One has only to compare the German situation of those days with the attitude
of the Anarcho-Syndicalist labour unions in Spain and especially in Catalonia,
where their influence was strongest, to realise the whole difference between
the labour movement of these two countries. When in July, 1936 the conspiracy
of the Fascist Army leaders ripened into open revolt, it was by the heroic
resistance of the C.N.T. (National Federation of Labour) and the F.A.I.
(Anarchist Federation of Iberia) that the Fascist uprising in Catalonia was
put down within a few days, ridding this most important part of Spain of the
enemy and frustrating the original plan of the conspirators to take Barcelona
by surprise. The workers could then not stop half way; so there followed the
collectivisation of the land and the taking over of the plants by the
workers' and peasants' syndicates. This movement, which was released by the
initiative of the C.N.T. and F.A.I. with irresistible power, overran Aragon,
the Levante and other sections of the country and even swept along with it a
large part of the unions of the Socialist Party in the U.G.T. (General Labour
Union). This event revealed that the Anarcho-Syndicalist workers of Spain not
only knew how to fight, but that they were also filled with the constructive
ideas which are so necessary in the time of a real crisis. It is to the great
merit of Libertarian Socialism in Spain that since the time of the First
International it has trained the workers in that spirit which treasures
freedom above all else and regards the intellectual independence of its
adherents as the basis of its existence. It was the passive and lifeless
attitude of the organised workers in other countries, who put up with the
policy of non-intervention of their governments that led to the defeat of the
Spanish workers and peasants after a heroic struggle of more than two and one
half years.

* The Political Struggle: Anarcho-Syndicalist View *

IT HAS OFTEN BEEN CHARGED AGAINST Revolutionary Unionism that its adherents
had no interest in the political structure of the different countries and
consequently no interest in the political struggles of the time. This idea
is altogether erroneous and springs either from outright ignorance or wilful
distortion of the facts. It is not the political struggle as such which
distinguishes the Anarcho-Syndicalists from the modern labour parties, both
in principles and tactics. but the form of this struggle and the aims which
it has in view. Revolutionary Unionists pursue the same tactics in their
fight against political suppression as against economic exploitation. But
while they are convinced that along with the system of exploitation its
political protective device, the state, will also disappear to give place
to the administration of public affairs on the basis of free agreement,
they do not at all overlook the fact that the efforts of organised labour
within the existing political and social order must always be directed against
any attack of reaction, and constantly widening the scope of these rights
wherever the opportunity for this presents itself. The heroic struggle of
the C.N.T. in Spain against Fascism was, perhaps, the best proof that the
alleged non-political attitude of the Revolutionary Unionists is but idle
talk.

But according to their opinion the point of attack in the political struggle
lies not in the legislative bodies but in the people.

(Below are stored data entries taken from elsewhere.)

//! # Framework de Self-Tests do Kernel
//!
//! Estruturas e macros para testes padronizados executados durante o boot
//! (feature `self_test`).
//!
//! # Uso
//! ```rust
//! use crate::klib::test_framework::*;
//!
//! pub const MY_TESTS: &[TestCase] = &[
//!     TestCase::new("meu_teste", test_something),
//! ];
//! ```

/// Resultado de um teste individual.
#[derive(Debug, Clone, Copy, PartialEq, Eq)]
pub enum TestResult {
    /// Teste passou com sucesso.
    Pass,
    /// Teste falhou.
    Fail,
    /// Teste foi pulado (não aplicável no contexto atual).
    Skip,
}

/// Um caso de teste.
pub struct TestCase {
    /// Nome do teste (para logging).
    pub name: &'static str,
    /// Função que executa o teste.
    pub func: fn() -> TestResult,
}

impl TestCase {
    pub const fn new(name: &'static str, func: fn() -> TestResult) -> Self {
        Self { name, func }
    }

    /// Executa o teste e loga o resultado.
    pub fn run(&self) -> TestResult {
        let result = (self.func)();
        match result {
            TestResult::Pass => {
                crate::kinfo!("[Test] ok   ", self.name);
            }
            TestResult::Fail => {
                crate::kerror!("[Test] FAIL ", self.name);
            }
            TestResult::Skip => {
                crate::kwarn!("[Test] skip ", self.name);
            }
        }
        result
    }
}

/// Executa uma suíte de testes.
///
/// Qualquer falha derruba o kernel em panic: o boot só prossegue se todos
/// os testes passarem.
pub fn run_test_suite(suite_name: &str, tests: &[TestCase]) {
    crate::kinfo!("==== TEST SUITE: ", suite_name);

    let mut passed = 0usize;
    let mut skipped = 0usize;

    for test in tests {
        match test.run() {
            TestResult::Pass => passed += 1,
            TestResult::Fail => {
                crate::kerror!("SUITE FAILED: ", suite_name);
                panic!("self-test falhou - kernel parado");
            }
            TestResult::Skip => skipped += 1,
        }
    }

    crate::kinfo!("==== SUITE PASSED, testes: ", passed as u64);
    if skipped > 0 {
        crate::kwarn!("==== pulados: ", skipped as u64);
    }
}

/// Asserção de teste: se a condição for falsa, loga e retorna Fail.
#[macro_export]
macro_rules! kassert {
    ($cond:expr) => {
        if !($cond) {
            $crate::kerror!("ASSERTION FAILED: ", stringify!($cond));
            return $crate::klib::test_framework::TestResult::Fail;
        }
    };
    ($cond:expr, $msg:expr) => {
        if !($cond) {
            $crate::kerror!("ASSERTION FAILED: ", $msg);
            return $crate::klib::test_framework::TestResult::Fail;
        }
    };
}

/// Asserção de igualdade (valores conversíveis para u64).
#[macro_export]
macro_rules! kassert_eq {
    ($left:expr, $right:expr) => {
        if ($left) != ($right) {
            $crate::kerror!("ASSERTION FAILED: left != right");
            $crate::kerror!("  left  = ", ($left) as u64);
            $crate::kerror!("  right = ", ($right) as u64);
            return $crate::klib::test_framework::TestResult::Fail;
        }
    };
}
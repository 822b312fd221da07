//! # Self-Tests do Núcleo
//!
//! Executados pelo boot (feature `self_test`) depois do heap estar de pé
//! e antes do HHDM sair do identity. Qualquer falha para o kernel.

use crate::config::{self, Config};
use crate::klib::test_framework::run_test_suite;

/// Configuração usada quando o boot ainda não publicou a sua (os testes
/// de região km dependem dela).
fn publish_test_config() {
    config::init(Config {
        cpu_count: 1,
        identity_base: 0,
        identity_size: 0x8000_0000,
        km_base: 0xFFFF_8000_0000_0000,
        km_size: 2 << 39,
    });
}

/// Roda todas as suítes de self-test do núcleo.
pub fn run_all() {
    publish_test_config();

    run_test_suite("KLib", crate::klib::test::KLIB_TESTS);
    run_test_suite("Caps", crate::caps::test::CAPS_TESTS);
    run_test_suite("MM", crate::mm::test::MM_TESTS);
    run_test_suite("Udebug", crate::udebug::test::UDEBUG_TESTS);
    run_test_suite("SMP", crate::smp::test::SMP_TESTS);
}
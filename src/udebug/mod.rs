// Arquivo: udebug/mod.rs
//
// Propósito: Estruturas do udebug - a interface que torna possíveis os
// debuggers de userspace. Uma task debugada tem uma sessão (Inactive ->
// Beginning -> Active) e cada thread sua máquina de stop/go: eventos são
// reportados respondendo a chamada GO pendente e a thread dorme em
// `go_wq` até o próximo GO.
//
// Detalhes de Implementação:
// - Ordem de locks: mutex de udebug da TASK antes do mutex da THREAD.
// - `go_wq`/`active_cv` ficam fora do mutex da thread (a thread dorme
//   sem lock em mãos).

//! Udebug - controle de depuração de userspace

pub mod hooks;
pub mod ops;

#[cfg(feature = "self_test")]
pub mod test;

pub use hooks::{
    before_thread_runs, stoppable_begin, stoppable_end, syscall_event, task_cleanup,
    thread_b_event_attach, thread_e_event, thread_fault,
};
pub use ops::{udebug_begin, udebug_end, udebug_go, udebug_set_evmask, udebug_stop};

use crate::ipc::DebugCall;
use crate::mm::VirtAddr;
use crate::sync::{CondVar, Mutex, WaitQ};
use crate::task::{Task, TaskId, Thread};
use alloc::boxed::Box;
use alloc::sync::Arc;
use bitflags::bitflags;

/// Erros do udebug.
#[derive(Debug, Clone, Copy, PartialEq, Eq)]
pub enum UdebugError {
    /// Operação não cabe no estado atual da sessão/thread.
    InvalidState,
    /// Já existe sessão (BEGIN) ou GO pendente.
    Busy,
}

/// Eventos de depuração.
#[derive(Debug, Clone, Copy, PartialEq, Eq)]
#[repr(u32)]
pub enum UdebugEvent {
    /// Sessão encerrada; supersede qualquer evento pendente.
    Finished = 1,
    Stop = 2,
    SyscallBegin = 3,
    SyscallEnd = 4,
    ThreadBegin = 5,
    ThreadEnd = 6,
}

impl UdebugEvent {
    /// Bit correspondente na máscara de assinatura.
    pub const fn mask(self) -> EvMask {
        EvMask::from_bits_truncate(1 << (self as u32 - 1))
    }
}

bitflags! {
    /// Assinatura de eventos (definida no BEGIN).
    #[derive(Debug, Clone, Copy, PartialEq, Eq)]
    pub struct EvMask: u32 {
        const FINISHED      = 1 << 0;
        const STOP          = 1 << 1;
        const SYSCALL_BEGIN = 1 << 2;
        const SYSCALL_END   = 1 << 3;
        const THREAD_BEGIN  = 1 << 4;
        const THREAD_END    = 1 << 5;
    }
}

/// Estado da sessão de depuração de uma task.
#[derive(Debug, Clone, Copy, PartialEq, Eq)]
pub enum SessionState {
    Inactive,
    /// BEGIN recebido; esperando todas as threads ficarem stoppable.
    Beginning,
    Active,
}

/// Estado de udebug da task (sob o mutex).
pub struct UdebugTaskState {
    pub dt_state: SessionState,
    /// Chamada BEGIN pendente (respondida quando a sessão ativa).
    pub begin_call: Option<Box<DebugCall>>,
    /// Threads fora de seção stoppable.
    pub not_stoppable_count: i64,
    /// Eventos assinados pelo debugger.
    pub evmask: EvMask,
    /// Task do debugger.
    pub debugger: Option<TaskId>,
}

/// Parte de udebug da estrutura da task.
pub struct UdebugTask {
    pub state: Mutex<UdebugTaskState>,
}

impl UdebugTask {
    pub fn new() -> Self {
        Self {
            state: Mutex::new(UdebugTaskState {
                dt_state: SessionState::Inactive,
                begin_call: None,
                not_stoppable_count: 0,
                evmask: EvMask::empty(),
                debugger: None,
            }),
        }
    }
}

/// Estado de udebug da thread (sob o mutex).
pub struct UdebugThreadState {
    /// Chamada GO pendente (respondida no próximo evento).
    pub go_call: Option<Box<DebugCall>>,
    /// Thread autorizada a executar (GO vigente).
    pub go: bool,
    /// Thread dentro de seção stoppable (não executa userspace).
    pub stoppable: bool,
    /// Thread sob sessão de depuração.
    pub active: bool,
    /// Evento corrente reportado.
    pub cur_event: Option<UdebugEvent>,
    /// Argumentos da syscall interceptada.
    pub syscall_args: [u64; 6],
    /// Ponteiro (cacheado) para os registradores de userspace.
    pub uspace_state: Option<VirtAddr>,
}

/// Parte de udebug da estrutura da thread.
pub struct UdebugThread {
    pub state: Mutex<UdebugThreadState>,
    /// A thread dorme aqui quando parada (go == false).
    pub go_wq: WaitQ,
    /// Sinalizada quando um debugger anexa/desanexa.
    pub active_cv: CondVar,
}

impl UdebugThread {
    pub fn new() -> Self {
        Self {
            state: Mutex::new(UdebugThreadState {
                go_call: None,
                go: false,
                // Threads nascem fora de seção stoppable; o primeiro
                // stoppable_begin assume stoppable == false.
                stoppable: false,
                active: false,
                cur_event: None,
                syscall_args: [0; 6],
                uspace_state: None,
            }),
            go_wq: WaitQ::new(),
            active_cv: CondVar::new(),
        }
    }
}

/// Anexa a thread à task, com a contabilidade de udebug (threads de
/// userspace entram fora de seção stoppable).
pub fn thread_attach(task: &Task, thread: Arc<Thread>) {
    let mut t = task.udebug.state.lock();
    attach_locked(&mut t, task, thread);
}

pub(crate) fn attach_locked(
    t: &mut UdebugTaskState,
    task: &Task,
    thread: Arc<Thread>,
) {
    if thread.uspace {
        t.not_stoppable_count += 1;
    }
    task.link_thread(thread);
}
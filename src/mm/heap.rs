//! # Kernel Heap Allocator
//!
//! Alocação dinâmica (`Box`, `Vec`) para o kernel via
//! `linked_list_allocator`, registrado como `#[global_allocator]`.
//! O boot chama `init` uma vez com a faixa virtual reservada ao heap.

use linked_list_allocator::LockedHeap;

#[global_allocator]
static ALLOCATOR: LockedHeap = LockedHeap::empty();

/// Inicializa o heap do kernel.
///
/// # Safety
///
/// `start..start+size` deve estar mapeado, gravável e exclusivo do heap.
pub unsafe fn init(start: usize, size: usize) {
    ALLOCATOR.lock().init(start as *mut u8, size);
}
//! # Kernel Driver Layer
//!
//! Deste core só sobrevive o driver serial: é a saída primária de logs
//! (klog). Os demais drivers do sistema vivem em userspace.

pub mod serial;
// Arquivo: smp/mod.rs
//
// Propósito: Máquina de estados genérica do bringup SMP:
// 1. Descobrir CPUs na descrição de firmware (porta mp ou sun4v).
// 2. Classificar por núcleo físico (execution unit), BSP primeiro.
// 3. Escalonar a ordem de wake intercalando os núcleos.
// 4. Acordar cada AP (INIT/START da plataforma) e esperar o handshake
//    com timeout de 10s - AP ausente é logado, não fatal.
//
// Detalhes de Implementação:
// - O primitivo de START e a preparação de tabelas per-CPU (cópia da GDT
//   do BSP ou equivalente) entram pelo trait `SmpPlatform`.
// - O AP sinaliza `ap_signal_completion` exatamente uma vez após seu
//   early-init.

//! Bringup SMP

pub mod mp;
pub mod sun4v;
pub mod topology;


pub use topology::{CpuRecord, ExecUnit, Topology};

use crate::sync::WaitQ;
use alloc::vec::Vec;

/// Erros do bringup SMP.
#[derive(Debug, Clone, Copy, PartialEq, Eq)]
pub enum SmpError {
    /// Descrição de firmware ausente.
    HardwareMissing,
    /// Tabela presente mas corrompida (assinatura/checksum/entrada).
    InvalidTable,
    /// Configuração que não suportamos (modo PIC, configuração default).
    UnsupportedPlatform,
    /// AP não completou o bringup no prazo.
    Timeout,
}

/// Prazo do handshake de cada AP (10 segundos).
pub const AP_START_TIMEOUT_US: u64 = 10_000_000;

/// Fila de conclusão dos APs.
static AP_COMPLETION_WQ: WaitQ = WaitQ::new();

/// Chamado pelo AP, exatamente uma vez, ao fim do seu early-init.
pub fn ap_signal_completion() {
    AP_COMPLETION_WQ.wakeup_first();
}

/// Primitivas de plataforma consumidas pelo wake loop.
pub trait SmpPlatform {
    /// Prepara as tabelas per-CPU do AP (cópia da GDT do BSP ou
    /// equivalente). Falha aqui é fatal: não há boot parcial limpo.
    fn prepare_cpu(&mut self, cpu: &CpuRecord) -> Result<(), SmpError>;

    /// Dispara o primitivo INIT/START da plataforma para o AP.
    fn start_cpu(&mut self, cpu: &CpuRecord) -> Result<(), SmpError>;
}

/// Resultado do wake loop.
#[derive(Debug, Default)]
pub struct KmpResult {
    /// CPUs rodando (BSP incluso), por hw_id.
    pub running: Vec<u64>,
    /// APs que não completaram no prazo.
    pub timed_out: Vec<u64>,
}

/// Thread de bringup dos APs.
///
/// Percorre a ordem de wake (intercalada por núcleo), pulando o BSP e
/// CPUs desabilitadas. Um AP que estoura o prazo é logado e o loop segue.
pub fn kmp(platform: &mut dyn SmpPlatform, topo: &Topology) -> KmpResult {
    let mut result = KmpResult::default();

    if let Some(bsp) = topo.bsp() {
        result.running.push(bsp.hw_id);
    }

    for cpu in topo.wake_order() {
        if cpu.is_bsp {
            continue;
        }
        if !cpu.enabled {
            crate::kdebug!("(SMP) pulando CPU desabilitada", cpu.hw_id);
            continue;
        }

        if platform.prepare_cpu(&cpu).is_err() {
            panic!("(SMP) sem memoria para tabelas per-CPU");
        }

        if platform.start_cpu(&cpu).is_err() {
            crate::kerror!("(SMP) INIT/START falhou para a CPU", cpu.hw_id);
            continue;
        }

        // Um AP por vez: quando terminar de subir, ele nos acorda.
        match AP_COMPLETION_WQ.sleep_timeout(AP_START_TIMEOUT_US) {
            Ok(()) => {
                crate::kinfo!("(SMP) AP online", cpu.hw_id);
                result.running.push(cpu.hw_id);
            }
            Err(_) => {
                crate::kwarn!("(SMP) timeout esperando a CPU", cpu.hw_id);
                result.timed_out.push(cpu.hw_id);
            }
        }
    }

    result
}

Political rights do not originate in parliaments; they are rather forced upon
them from without. And even their enactment into; law has for a long time
been no guarantee of their security. They do not exist because they have been
legally set down on a piece of paper, but only when they have become the
ingrown habit of a people, and when any attempt to impair them will meet with
the violent resistance of the populace. Where this is not the case, there is
no help in any parliamentary opposition or any Platonic appeals to the
constitution. One compels respect from others when one knows how to defend
one's dignity as a human being. This is not only true in private life; it has
always been the same in political life as well.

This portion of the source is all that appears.